Lee (1988) descreveu diversas formas de obtenção de plantas cítricas triplóides (3x = 27). Entre elas, a obtenção de híbridos sexuais triplóides foi relatada a partir de cruzamentos de cultivares diplóides (2x) com tetraplóides (4x) (Esen & Soost, 1972; Esen et al., 1978) ou de diplóides (2x) com diplóides (2x) (Esen & Soost, 1971). Neste último cruzamento, os embriões triplóides originaram-se da fertilização de gametas femininos não-reduzidos (diplóides), com gametas masculinos reduzidos (haplóides). Esen et al. (1978) também descreveram a obtenção de uma planta triplóide na progênie resultante do cruzamento de duas plantas tetraplóides (4x).

Um dos problemas para o uso mais intenso de cruzamentos envolvendo plantas tetraplóides está no número baixo de cultivares disponíveis. Segundo Soost & Cameron (1975), a maioria das cultivares de citros tetraplóides foi obtida espontaneamente em populações de plântulas cultivadas para outros fins. No entanto, a freqüência de poliploidização natural nestas populações é geralmente baixa, variando entre 0,2 e 3% (Barret & Hutchison, 1978).

Plantas híbridas alotetraplóides ou autotetraplóides em citros também podem ser obtidas com o uso da técnica de hibridação somática via fusão de protoplastos. Utilizando-se esta técnica, vários autores relataram a obtenção de híbridos tetraplóides entre plantas de cultivares de copa do gênero Citrus ou fusionados com plantas de gêneros afins (Grosser et al., 2000; Grosser & Gmitter, 2005).

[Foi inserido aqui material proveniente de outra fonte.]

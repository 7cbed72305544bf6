//! Permission relay.
//!
//! Two paths deliver a cloud decision to the assistant:
//! - a suspended wait (remote driver), resolved as soon as the response lands;
//! - a parked response (local driver, nobody waiting), kept with its receipt
//!   time and only consumed on mode entry while younger than the TTL.
//!
//! Starting a new wait always discards a parked response first, so an old
//! answer can never be applied to a newer prompt.

use std::collections::HashSet;
use std::sync::{Mutex, MutexGuard};
use std::time::Duration;

use switchyard_protocol::{PermissionDecision, PermissionResponse};
use thiserror::Error;
use tokio::sync::oneshot;
use tokio::time::Instant;
use tokio_util::sync::CancellationToken;
use tracing::{debug, info, warn};

pub const DEFAULT_PENDING_TTL: Duration = Duration::from_secs(30);
pub const DEFAULT_PROTECTED_TOOL: &str = "ExitPlanMode";

#[derive(Debug, Clone)]
pub struct PermissionPolicy {
    /// How long a parked response stays eligible for consumption.
    pub pending_ttl: Duration,
    /// Tool that always requires a fresh interactive decision.
    pub protected_tool: String,
}

impl Default for PermissionPolicy {
    fn default() -> Self {
        Self {
            pending_ttl: DEFAULT_PENDING_TTL,
            protected_tool: DEFAULT_PROTECTED_TOOL.to_string(),
        }
    }
}

#[derive(Debug, Error, PartialEq, Eq)]
pub enum PermissionError {
    #[error("a permission wait is already outstanding")]
    WaiterPending,
    #[error("permission wait cancelled")]
    Cancelled,
}

/// Where an incoming response ended up.
#[derive(Debug, Clone, Copy, PartialEq, Eq)]
pub enum Delivery {
    Delivered,
    Parked,
}

struct ParkedResponse {
    response: PermissionResponse,
    received_at: Instant,
}

#[derive(Default)]
struct RelayState {
    always_allowed: HashSet<String>,
    parked: Option<ParkedResponse>,
    waiter: Option<oneshot::Sender<PermissionResponse>>,
}

pub struct PermissionRelay {
    policy: PermissionPolicy,
    state: Mutex<RelayState>,
}

/// A parked response taken out of the relay, still bound to its TTL.
#[derive(Debug, Clone, PartialEq, Eq)]
pub struct PrimedResponse {
    pub response: PermissionResponse,
    pub expires_at: Instant,
}

impl PrimedResponse {
    /// True if this response may answer the prompt `request_id` right now.
    /// A response naming a different request never applies.
    pub fn applies_to(&self, request_id: &str) -> bool {
        Instant::now() <= self.expires_at
            && self
                .response
                .request_id
                .as_deref()
                .map_or(true, |id| id == request_id)
    }
}

/// An outstanding wait created by [`PermissionRelay::begin_wait`].
pub struct PermissionWait {
    rx: oneshot::Receiver<PermissionResponse>,
}

impl PermissionWait {
    pub async fn wait(
        self,
        cancel: &CancellationToken,
    ) -> Result<PermissionResponse, PermissionError> {
        tokio::select! {
            response = self.rx => response.map_err(|_| PermissionError::Cancelled),
            _ = cancel.cancelled() => Err(PermissionError::Cancelled),
        }
    }
}

impl PermissionRelay {
    pub fn new(policy: PermissionPolicy) -> Self {
        Self {
            policy,
            state: Mutex::new(RelayState::default()),
        }
    }

    fn state(&self) -> MutexGuard<'_, RelayState> {
        self.state
            .lock()
            .unwrap_or_else(|poisoned| poisoned.into_inner())
    }

    fn is_protected(&self, tool: &str) -> bool {
        tool == self.policy.protected_tool
    }

    pub fn is_always_allowed(&self, tool: &str) -> bool {
        !self.is_protected(tool) && self.state().always_allowed.contains(tool)
    }

    /// Cache an allow-always decision. Returns false for the protected tool.
    pub fn allow_always(&self, tool: &str) -> bool {
        if self.is_protected(tool) {
            warn!(
                component = "permission",
                event = "permission.always_allow.protected",
                tool = %tool,
                "Refusing to cache allow-always for protected tool"
            );
            return false;
        }
        self.state().always_allowed.insert(tool.to_string());
        info!(
            component = "permission",
            event = "permission.always_allow.cached",
            tool = %tool,
            "Tool allowed for the rest of the session"
        );
        true
    }

    /// Open a new wait. Any parked response is discarded first, whatever its age.
    pub fn begin_wait(&self) -> Result<PermissionWait, PermissionError> {
        let mut state = self.state();
        if state.parked.take().is_some() {
            debug!(
                component = "permission",
                event = "permission.parked.cleared",
                "Discarded parked response before new request"
            );
        }
        if state.waiter.as_ref().is_some_and(|w| !w.is_closed()) {
            return Err(PermissionError::WaiterPending);
        }
        let (tx, rx) = oneshot::channel();
        state.waiter = Some(tx);
        Ok(PermissionWait { rx })
    }

    /// Ask for a decision on `tool`, suspending until the cloud answers.
    ///
    /// Cached allow-always tools resolve without creating a wait. An
    /// allow-always answer is cached for the rest of the session.
    pub async fn request(
        &self,
        tool: &str,
        cancel: &CancellationToken,
    ) -> Result<PermissionResponse, PermissionError> {
        if self.is_always_allowed(tool) {
            debug!(
                component = "permission",
                event = "permission.request.cached_allow",
                tool = %tool,
                "Tool already allowed for this session"
            );
            return Ok(PermissionResponse::new(PermissionDecision::AllowAlways));
        }

        let response = self.begin_wait()?.wait(cancel).await?;
        if response.decision == PermissionDecision::AllowAlways {
            self.allow_always(tool);
        }
        Ok(response)
    }

    /// Deliver a response from the cloud: to the waiter if there is one,
    /// otherwise park it with its receipt time.
    pub fn respond(&self, response: PermissionResponse) -> Delivery {
        let mut state = self.state();
        if let Some(waiter) = state.waiter.take() {
            match waiter.send(response) {
                Ok(()) => return Delivery::Delivered,
                Err(response) => {
                    state.parked = Some(ParkedResponse {
                        response,
                        received_at: Instant::now(),
                    });
                }
            }
        } else {
            state.parked = Some(ParkedResponse {
                response,
                received_at: Instant::now(),
            });
        }
        debug!(
            component = "permission",
            event = "permission.response.parked",
            "No waiter, parked permission response"
        );
        Delivery::Parked
    }

    /// Consume the parked response if it is still within the TTL.
    /// Expired responses are discarded unread.
    pub fn take_parked(&self) -> Option<PermissionResponse> {
        self.take_primed().map(|primed| primed.response)
    }

    /// Like [`take_parked`](Self::take_parked), but keeps the TTL deadline so
    /// the holder can still refuse the response when a prompt shows up late.
    pub fn take_primed(&self) -> Option<PrimedResponse> {
        let parked = self.state().parked.take()?;
        let age = parked.received_at.elapsed();
        if age > self.policy.pending_ttl {
            info!(
                component = "permission",
                event = "permission.parked.expired",
                age_ms = age.as_millis() as u64,
                "Discarded expired parked permission response"
            );
            return None;
        }
        Some(PrimedResponse {
            response: parked.response,
            expires_at: parked.received_at + self.policy.pending_ttl,
        })
    }

    pub fn has_parked(&self) -> bool {
        self.state().parked.is_some()
    }
}

#[cfg(test)]
mod tests {
    use super::*;
    use std::sync::Arc;

    fn relay() -> PermissionRelay {
        PermissionRelay::new(PermissionPolicy::default())
    }

    fn response(decision: PermissionDecision) -> PermissionResponse {
        PermissionResponse {
            request_id: Some("req-1".to_string()),
            decision,
            message: None,
        }
    }

    #[tokio::test(start_paused = true)]
    async fn parked_response_within_ttl_is_returned_once() {
        let relay = relay();
        assert_eq!(
            relay.respond(response(PermissionDecision::AllowOnce)),
            Delivery::Parked
        );

        tokio::time::advance(Duration::from_secs(10)).await;
        assert_eq!(
            relay.take_parked(),
            Some(response(PermissionDecision::AllowOnce))
        );
        assert_eq!(relay.take_parked(), None);
    }

    #[tokio::test(start_paused = true)]
    async fn parked_response_after_ttl_is_discarded() {
        let relay = relay();
        relay.respond(response(PermissionDecision::Deny));

        tokio::time::advance(DEFAULT_PENDING_TTL + Duration::from_millis(1)).await;
        assert_eq!(relay.take_parked(), None);
        assert!(!relay.has_parked());
    }

    #[tokio::test(start_paused = true)]
    async fn primed_response_only_applies_to_its_request_within_ttl() {
        let relay = relay();
        relay.respond(response(PermissionDecision::AllowOnce));

        tokio::time::advance(Duration::from_secs(10)).await;
        let primed = relay.take_primed().expect("primed");
        assert!(primed.applies_to("req-1"));
        assert!(!primed.applies_to("req-2"));

        tokio::time::advance(DEFAULT_PENDING_TTL).await;
        assert!(!primed.applies_to("req-1"));
    }

    #[tokio::test(start_paused = true)]
    async fn new_wait_clears_fresh_parked_response() {
        let relay = relay();
        relay.respond(response(PermissionDecision::AllowOnce));

        let _wait = relay.begin_wait().expect("wait");
        assert!(!relay.has_parked());
        assert_eq!(relay.take_parked(), None);
    }

    #[tokio::test]
    async fn waiting_request_resolves_on_response() {
        let relay = Arc::new(relay());
        let cancel = CancellationToken::new();
        let task = {
            let relay = relay.clone();
            let cancel = cancel.clone();
            tokio::spawn(async move { relay.request("Bash", &cancel).await })
        };
        tokio::task::yield_now().await;

        assert_eq!(
            relay.respond(response(PermissionDecision::AllowOnce)),
            Delivery::Delivered
        );
        let got = task.await.expect("join").expect("response");
        assert_eq!(got.decision, PermissionDecision::AllowOnce);
        assert!(!relay.is_always_allowed("Bash"));
    }

    #[tokio::test]
    async fn only_one_wait_at_a_time() {
        let relay = relay();
        let _first = relay.begin_wait().expect("first wait");
        assert!(matches!(
            relay.begin_wait(),
            Err(PermissionError::WaiterPending)
        ));
    }

    #[tokio::test]
    async fn allow_always_is_cached_per_tool() {
        let relay = Arc::new(relay());
        let cancel = CancellationToken::new();
        let task = {
            let relay = relay.clone();
            let cancel = cancel.clone();
            tokio::spawn(async move { relay.request("Edit", &cancel).await })
        };
        tokio::task::yield_now().await;
        relay.respond(response(PermissionDecision::AllowAlways));
        task.await.expect("join").expect("response");

        assert!(relay.is_always_allowed("Edit"));
        assert!(!relay.is_always_allowed("Bash"));

        // Cached tools resolve without a waiter being installed.
        let cached = relay.request("Edit", &cancel).await.expect("cached");
        assert_eq!(cached.decision, PermissionDecision::AllowAlways);
        assert_eq!(
            relay.respond(response(PermissionDecision::Deny)),
            Delivery::Parked
        );
    }

    #[tokio::test]
    async fn protected_tool_is_never_always_allowed() {
        let relay = Arc::new(relay());
        assert!(!relay.allow_always(DEFAULT_PROTECTED_TOOL));
        assert!(!relay.is_always_allowed(DEFAULT_PROTECTED_TOOL));

        let cancel = CancellationToken::new();
        let task = {
            let relay = relay.clone();
            let cancel = cancel.clone();
            tokio::spawn(async move { relay.request(DEFAULT_PROTECTED_TOOL, &cancel).await })
        };
        tokio::task::yield_now().await;
        relay.respond(response(PermissionDecision::AllowAlways));
        task.await.expect("join").expect("response");

        assert!(!relay.is_always_allowed(DEFAULT_PROTECTED_TOOL));
    }

    #[tokio::test]
    async fn cancelled_wait_parks_late_response() {
        let relay = relay();
        let cancel = CancellationToken::new();
        let wait = relay.begin_wait().expect("wait");
        cancel.cancel();
        assert_eq!(wait.wait(&cancel).await, Err(PermissionError::Cancelled));

        assert_eq!(
            relay.respond(response(PermissionDecision::AllowOnce)),
            Delivery::Parked
        );
    }
}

Outra maneira de se obter plantas autotetraplóides é pelo uso de colchicina, um alcalóide que tem a capacidade de induzir duplicação cromossômica em células vegetais. Barret (1974) e Wakana et al. (2005) trataram gemas axilares com colchicina, seguido de enxertia, obtendo plantas autotetraplóides. Gmitter & Ling (1991) usaram este mesmo alcalóide adicionado ao meio de cultura e cultivaram com sucesso óvulos imaturos in vitro, até a regeneração de plantas tetraplóides. Gmitter et al. (1991) e Wu & Mooney (2002) também obtiveram sucesso, mas com o cultivo in vitro de calos em meio contendo colchicina.

O aumento na eficiência e a redução no tempo de obtenção de plantas autotetraplóides podem ser obtidos com a utilização de protocolos de alta eficiência de regeneração, como a indução in vitro de brotações adventícias em segmentos de epicótilo (Almeida et al., 2002) ou em segmentos internodais de plantas juvenis (Ghorbel et al., 1998). Com a finalidade de superar problemas de enraizamento in vitro, a microenxertia das brotações regeneradas, sobre porta-enxertos estiolados, tem sido utilizada com sucesso para aumentar a eficiência de recuperação de plântulas (Ghorbel et al., 1998).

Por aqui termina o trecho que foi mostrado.